The two-part hybrid event will open with a virtual reading by Loeb, a retired creative writing professor from UW-Eau Claire and Eau Claire's Writer in Residence from 2018 to 2020. Her reading will be followed by an in-person poetry workshop conducted by UW-Stout creative writing associate professor Daniel Ruefman and a student poetry showcase in the Memorial Student Center.
Students can submit their poetry to be selected for the showcase by Friday, April 9, at noon, and may email questions to Ruefman at email@example.com or the Involvement Center at firstname.lastname@example.org.
'Poetry is All Around Us'
Loeb has been writing poems since high school. An award-winning writer, her recent short stories and poems have been published online by Gyroscope Review, Halfway Down the Stairs, New Ohio Review and Volume One.
Loeb is inspired by casual, real life experiences — things people say, places she visits or memories she carries. “I’m always on the lookout for poems. I tend to write about things close to home. If it strikes me, I make a mental note of it,” she said.
Her presentation, "Poetry is All Around Us," will follow this theme, beginning with a poem about adopting her daughter from China. She’ll also share pieces she wrote for the 2020 Poetry Postcard Fest out of Seattle, in which writers were challenged to write postcard-size poems about the pandemic.
“The pandemic has deeply affected me, as it has everyone, and it has influenced my writing in startling and sometimes humorous ways. I found myself connecting memories from long ago with virus-related happenings, and I followed an urge to use my own illustrations on the front of the cards,” Loeb said.
Her postcard poetry and illustrations include pieces inspired by a red silk kimono, a cat and a sweater, like in “Pandemic Unraveling.”
For almost 10 years now, Loeb has challenged herself to write a poem every day. Writing poems has made her more alert to everything, even when cut off from people because of the pandemic. “I’m always looking and listening, greedy for details of people, sounds, interactions of any kind,” she said.
Loeb encourages people interested in writing to read widely, to explore different genres and to keep a journal of images, memories and lists of words. “And when you write, give the image, the specific detail – not just a flower, but a chrysanthemum or an iris; not just a shoe, but a pair of beat-up hiking boots that creak when you walk,” she said.
Poetry workshop and student showcase
Ruefman's workshop will have three focused activities:
- Finding ideas for poetry that emerge from everyday life
- A crash course in free verse and the mechanics of contemporary poetry
- Fun with form and playing with rhyme and meter.
"Many of the activities that I will share are personal strategies that helped me in my own journey as a writer," Ruefman said. "It is my hope that everyone will leave the workshop with at least a start to a poem that is uniquely theirs."
Attendees are asked to bring a laptop or a notebook. The student showcase will be entwined throughout the workshop, as Ruefman discusses the poetic elements they employ.

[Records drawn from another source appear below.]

//! Live position reconciliation.
//!
//! [`LiveStateStore`] is the single source of truth for "where is each agent
//! right now". Two producers feed it with no shared clock or ordering: a
//! periodic poll snapshot and the push stream. Both go through the same
//! rule:
//!
//! - a candidate with invalid coordinates is rejected;
//! - an unknown agent is inserted;
//! - a known agent is replaced only if the candidate's `observed_at` is
//!   strictly newer than the stored one;
//! - everything else is stale or a duplicate and is ignored.
//!
//! Subscribers are notified once per accepted mutation and never for a
//! rejected one, in the order the mutations were applied.
//!
//! The store only knows about data recency. It has no notion of
//! connections, and it never deletes an agent: an agent that stops
//! reporting just stops changing (see [`LiveStateStore::stale_agents`]).

use std::collections::HashMap;
use std::sync::atomic::{AtomicU64, Ordering};
use std::sync::Arc;
use std::time::Duration;

use log::{debug, info};
use parking_lot::{Mutex, RwLock};
use tokio::sync::mpsc;

use crate::protocol::PushEvent;
use crate::{AgentPosition, AgentStatus, Bounds};

/// Callback invoked with the updated record after every accepted mutation.
pub type SubscriberCallback = Arc<dyn Fn(&AgentPosition) + Send + Sync>;

/// Handle returned by [`LiveStateStore::subscribe`].
#[derive(Debug, Clone, Copy, PartialEq, Eq, Hash)]
pub struct SubscriptionId(u64);

/// What happened to a candidate update.
#[derive(Debug, Clone, Copy, PartialEq, Eq)]
pub enum ApplyOutcome {
    /// First record for this agent
    Inserted,
    /// Existing record replaced (position) or status changed
    Updated,
    /// Coordinates failed validation
    RejectedInvalid,
    /// `observed_at` not newer than the stored record
    RejectedStale,
    /// Status change for an agent with no position yet
    RejectedUnknownAgent,
    /// Status change that matches the stored status
    Unchanged,
}

impl ApplyOutcome {
    pub fn is_accepted(&self) -> bool {
        matches!(self, ApplyOutcome::Inserted | ApplyOutcome::Updated)
    }
}

/// Counters of applied and rejected candidates.
#[derive(Debug, Clone, Copy, Default, PartialEq, Eq)]
pub struct StoreStats {
    pub inserted: u64,
    pub updated: u64,
    pub rejected_invalid: u64,
    pub rejected_stale: u64,
    pub rejected_unknown_agent: u64,
    pub unchanged: u64,
}

impl StoreStats {
    fn record(&mut self, outcome: ApplyOutcome) {
        match outcome {
            ApplyOutcome::Inserted => self.inserted += 1,
            ApplyOutcome::Updated => self.updated += 1,
            ApplyOutcome::RejectedInvalid => self.rejected_invalid += 1,
            ApplyOutcome::RejectedStale => self.rejected_stale += 1,
            ApplyOutcome::RejectedUnknownAgent => self.rejected_unknown_agent += 1,
            ApplyOutcome::Unchanged => self.unchanged += 1,
        }
    }
}

/// Optional constraints for [`LiveStateStore::snapshot_filtered`].
#[derive(Debug, Clone, Default)]
pub struct PositionFilter {
    pub statuses: Option<Vec<AgentStatus>>,
    pub region: Option<String>,
    pub bounds: Option<Bounds>,
}

impl PositionFilter {
    pub fn with_statuses(mut self, statuses: impl IntoIterator<Item = AgentStatus>) -> Self {
        self.statuses = Some(statuses.into_iter().collect());
        self
    }

    pub fn with_region(mut self, region: impl Into<String>) -> Self {
        self.region = Some(region.into());
        self
    }

    pub fn with_bounds(mut self, bounds: Bounds) -> Self {
        self.bounds = Some(bounds);
        self
    }

    pub fn matches(&self, position: &AgentPosition) -> bool {
        if let Some(statuses) = &self.statuses {
            if !statuses.contains(&position.status) {
                return false;
            }
        }
        if let Some(region) = &self.region {
            match &position.region_hint {
                Some(hint) if hint.eq_ignore_ascii_case(region) => {}
                _ => return false,
            }
        }
        if let Some(bounds) = &self.bounds {
            if !bounds.contains(position.latitude, position.longitude) {
                return false;
            }
        }
        true
    }
}

#[derive(Default)]
struct Inner {
    agents: HashMap<String, AgentPosition>,
    stats: StoreStats,
}

/// Canonical per-agent state, fed by the poll and push producers.
///
/// Construct one per session and share it behind an [`Arc`].
///
/// Subscriber callbacks run synchronously on the producer's thread. They may
/// read the store (`snapshot`, `get`) but must not apply updates to it.
pub struct LiveStateStore {
    inner: RwLock<Inner>,
    subscribers: RwLock<Vec<(SubscriptionId, SubscriberCallback)>>,
    // Serialises mutate-then-notify so subscribers see mutations in order.
    dispatch: Mutex<()>,
    next_subscription: AtomicU64,
}

impl Default for LiveStateStore {
    fn default() -> Self {
        Self::new()
    }
}

impl LiveStateStore {
    /// Create an empty store.
    pub fn new() -> Self {
        Self {
            inner: RwLock::new(Inner::default()),
            subscribers: RwLock::new(Vec::new()),
            dispatch: Mutex::new(()),
            next_subscription: AtomicU64::new(1),
        }
    }

    // ------------------------------------------------------------------
    // Producers
    // ------------------------------------------------------------------

    /// Merge a poll result. A snapshot never overwrites a fresher record,
    /// whichever channel delivered it. Returns the number of accepted rows.
    pub fn apply_poll_snapshot(&self, positions: Vec<AgentPosition>) -> usize {
        let total = positions.len();
        let accepted = positions
            .into_iter()
            .map(|p| self.apply_position(p))
            .filter(ApplyOutcome::is_accepted)
            .count();

        debug!("[LiveStateStore] Poll snapshot: {}/{} rows accepted", accepted, total);
        accepted
    }

    /// Merge one event from the push channel.
    pub fn apply_push_event(&self, event: PushEvent) -> ApplyOutcome {
        match event {
            PushEvent::LocationUpdate(position) => self.apply_position(position),
            PushEvent::StatusChange { agent_id, status, observed_at } => {
                self.apply_status(&agent_id, status, observed_at)
            }
        }
    }

    /// Last-write-wins merge of a full position.
    pub fn apply_position(&self, mut candidate: AgentPosition) -> ApplyOutcome {
        if !candidate.speed.is_finite() || candidate.speed < 0.0 {
            candidate.speed = 0.0;
        }

        let _dispatch = self.dispatch.lock();
        let (outcome, accepted) = {
            let mut inner = self.inner.write();
            let outcome = if !candidate.has_valid_coordinates() {
                ApplyOutcome::RejectedInvalid
            } else {
                match inner.agents.get(&candidate.agent_id) {
                    None => ApplyOutcome::Inserted,
                    Some(existing) if candidate.observed_at > existing.observed_at => {
                        ApplyOutcome::Updated
                    }
                    Some(_) => ApplyOutcome::RejectedStale,
                }
            };
            inner.stats.record(outcome);

            let accepted = if outcome.is_accepted() {
                inner.agents.insert(candidate.agent_id.clone(), candidate.clone());
                Some(candidate)
            } else {
                debug!(
                    "[LiveStateStore] Position for {} at {} ignored: {:?}",
                    candidate.agent_id, candidate.observed_at, outcome
                );
                None
            };
            (outcome, accepted)
        };

        if let Some(record) = &accepted {
            self.notify(record);
        }
        outcome
    }

    /// Update only the status of a known agent.
    ///
    /// With an `observed_at`, the change is rejected unless it is newer than
    /// the stored record, and an accepted change advances the record's
    /// `observed_at` so older positions can no longer overwrite it. Without
    /// one, only the status is touched.
    pub fn apply_status(&self, agent_id: &str, status: AgentStatus, observed_at: Option<i64>) -> ApplyOutcome {
        let _dispatch = self.dispatch.lock();
        let (outcome, accepted) = {
            let mut inner = self.inner.write();
            let (outcome, accepted) = match inner.agents.get_mut(agent_id) {
                None => (ApplyOutcome::RejectedUnknownAgent, None),
                Some(existing) if observed_at.is_some_and(|ts| ts <= existing.observed_at) => {
                    (ApplyOutcome::RejectedStale, None)
                }
                Some(existing) if existing.status == status && observed_at.is_none() => {
                    (ApplyOutcome::Unchanged, None)
                }
                Some(existing) => {
                    existing.status = status;
                    if let Some(ts) = observed_at {
                        existing.observed_at = ts;
                    }
                    (ApplyOutcome::Updated, Some(existing.clone()))
                }
            };
            inner.stats.record(outcome);
            (outcome, accepted)
        };

        match &accepted {
            Some(record) => self.notify(record),
            None => debug!("[LiveStateStore] Status {:?} for {} ignored: {:?}", status, agent_id, outcome),
        }
        outcome
    }

    // ------------------------------------------------------------------
    // Subscribers
    // ------------------------------------------------------------------

    /// Register a callback for accepted mutations.
    pub fn subscribe<F>(&self, callback: F) -> SubscriptionId
    where
        F: Fn(&AgentPosition) + Send + Sync + 'static,
    {
        let id = SubscriptionId(self.next_subscription.fetch_add(1, Ordering::Relaxed));
        self.subscribers.write().push((id, Arc::new(callback)));
        info!("[LiveStateStore] Subscriber {:?} added", id);
        id
    }

    /// Remove a callback. Returns false if it was not registered.
    pub fn unsubscribe(&self, id: SubscriptionId) -> bool {
        let mut subscribers = self.subscribers.write();
        let before = subscribers.len();
        subscribers.retain(|(sid, _)| *sid != id);
        before != subscribers.len()
    }

    pub fn subscriber_count(&self) -> usize {
        self.subscribers.read().len()
    }

    fn notify(&self, record: &AgentPosition) {
        let callbacks: Vec<SubscriberCallback> = self
            .subscribers
            .read()
            .iter()
            .map(|(_, cb)| Arc::clone(cb))
            .collect();
        for callback in callbacks {
            callback(record);
        }
    }

    // ------------------------------------------------------------------
    // Readers
    // ------------------------------------------------------------------

    /// Current state of every agent, ordered by agent id.
    pub fn snapshot(&self) -> Vec<AgentPosition> {
        let mut positions: Vec<AgentPosition> = self.inner.read().agents.values().cloned().collect();
        positions.sort_by(|a, b| a.agent_id.cmp(&b.agent_id));
        positions
    }

    /// Like [`snapshot`](Self::snapshot), restricted by status, region and/or viewport.
    pub fn snapshot_filtered(&self, filter: &PositionFilter) -> Vec<AgentPosition> {
        let mut positions: Vec<AgentPosition> = self
            .inner
            .read()
            .agents
            .values()
            .filter(|p| filter.matches(p))
            .cloned()
            .collect();
        positions.sort_by(|a, b| a.agent_id.cmp(&b.agent_id));
        positions
    }

    pub fn get(&self, agent_id: &str) -> Option<AgentPosition> {
        self.inner.read().agents.get(agent_id).cloned()
    }

    pub fn len(&self) -> usize {
        self.inner.read().agents.len()
    }

    pub fn is_empty(&self) -> bool {
        self.len() == 0
    }

    /// Agents whose last report is older than `max_age` at `now_ms`,
    /// oldest first.
    pub fn stale_agents(&self, now_ms: i64, max_age: Duration) -> Vec<AgentPosition> {
        let max_age_ms = i64::try_from(max_age.as_millis()).unwrap_or(i64::MAX);
        let cutoff = now_ms.saturating_sub(max_age_ms);
        let mut stale: Vec<AgentPosition> = self
            .inner
            .read()
            .agents
            .values()
            .filter(|p| p.observed_at < cutoff)
            .cloned()
            .collect();
        stale.sort_by_key(|p| p.observed_at);
        stale
    }

    pub fn stats(&self) -> StoreStats {
        self.inner.read().stats
    }
}

// ============================================================================
// Event sinks
// ============================================================================

/// Where the connection manager delivers decoded push events.
pub trait EventSink: Send + Sync {
    fn deliver(&self, event: PushEvent);
}

impl EventSink for LiveStateStore {
    fn deliver(&self, event: PushEvent) {
        self.apply_push_event(event);
    }
}

impl<T: EventSink + ?Sized> EventSink for Arc<T> {
    fn deliver(&self, event: PushEvent) {
        (**self).deliver(event);
    }
}

impl EventSink for mpsc::UnboundedSender<PushEvent> {
    fn deliver(&self, event: PushEvent) {
        if self.send(event).is_err() {
            debug!("[LiveStateStore] Event receiver dropped");
        }
    }
}

// ============================================================================
// Tests
// ============================================================================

The celebration is part of the Involvement Center's Monday Meet Ups, a series of events that bring the UW-Stout community together. Selected poetry will be displayed outside the center at the following Monday Meet Up at 7 p.m. on Monday, April 26, with the authors' permission.
Student Kaylee Harris, Involvement Center event lead, approached the Literature Committee to collaborate on the event as part of the center's series. The Involvement Center has had a push to expand its efforts and increase the number of events offered this year, going from about 13 events to more than 50 per semester, said Harris.
“We’re partnering with other campus departments to collide ideas and work together to balance great events for various interest groups,” she said. “I appreciate this collaboration, and I am looking forward to the Poetry Celebration.”
Harris, of Montgomery, Ill., coordinated MSC room reservations, catering, event technology crew and the Teams meeting. She is also reviewing submitted student poetry with Ruefman. She graduates Saturday, May 8 in hotel, restaurant and tourism management.
Lopa Basu, professor of English and philosophy and co-chair of the Literature Committee, was happy to collaborate and acknowledged the immense amount of work Harris has done in preparation for the event. The Poetry Celebration is the Literature Committee's last event of the academic year.
UW-Stout offers a minor in English literature and writing.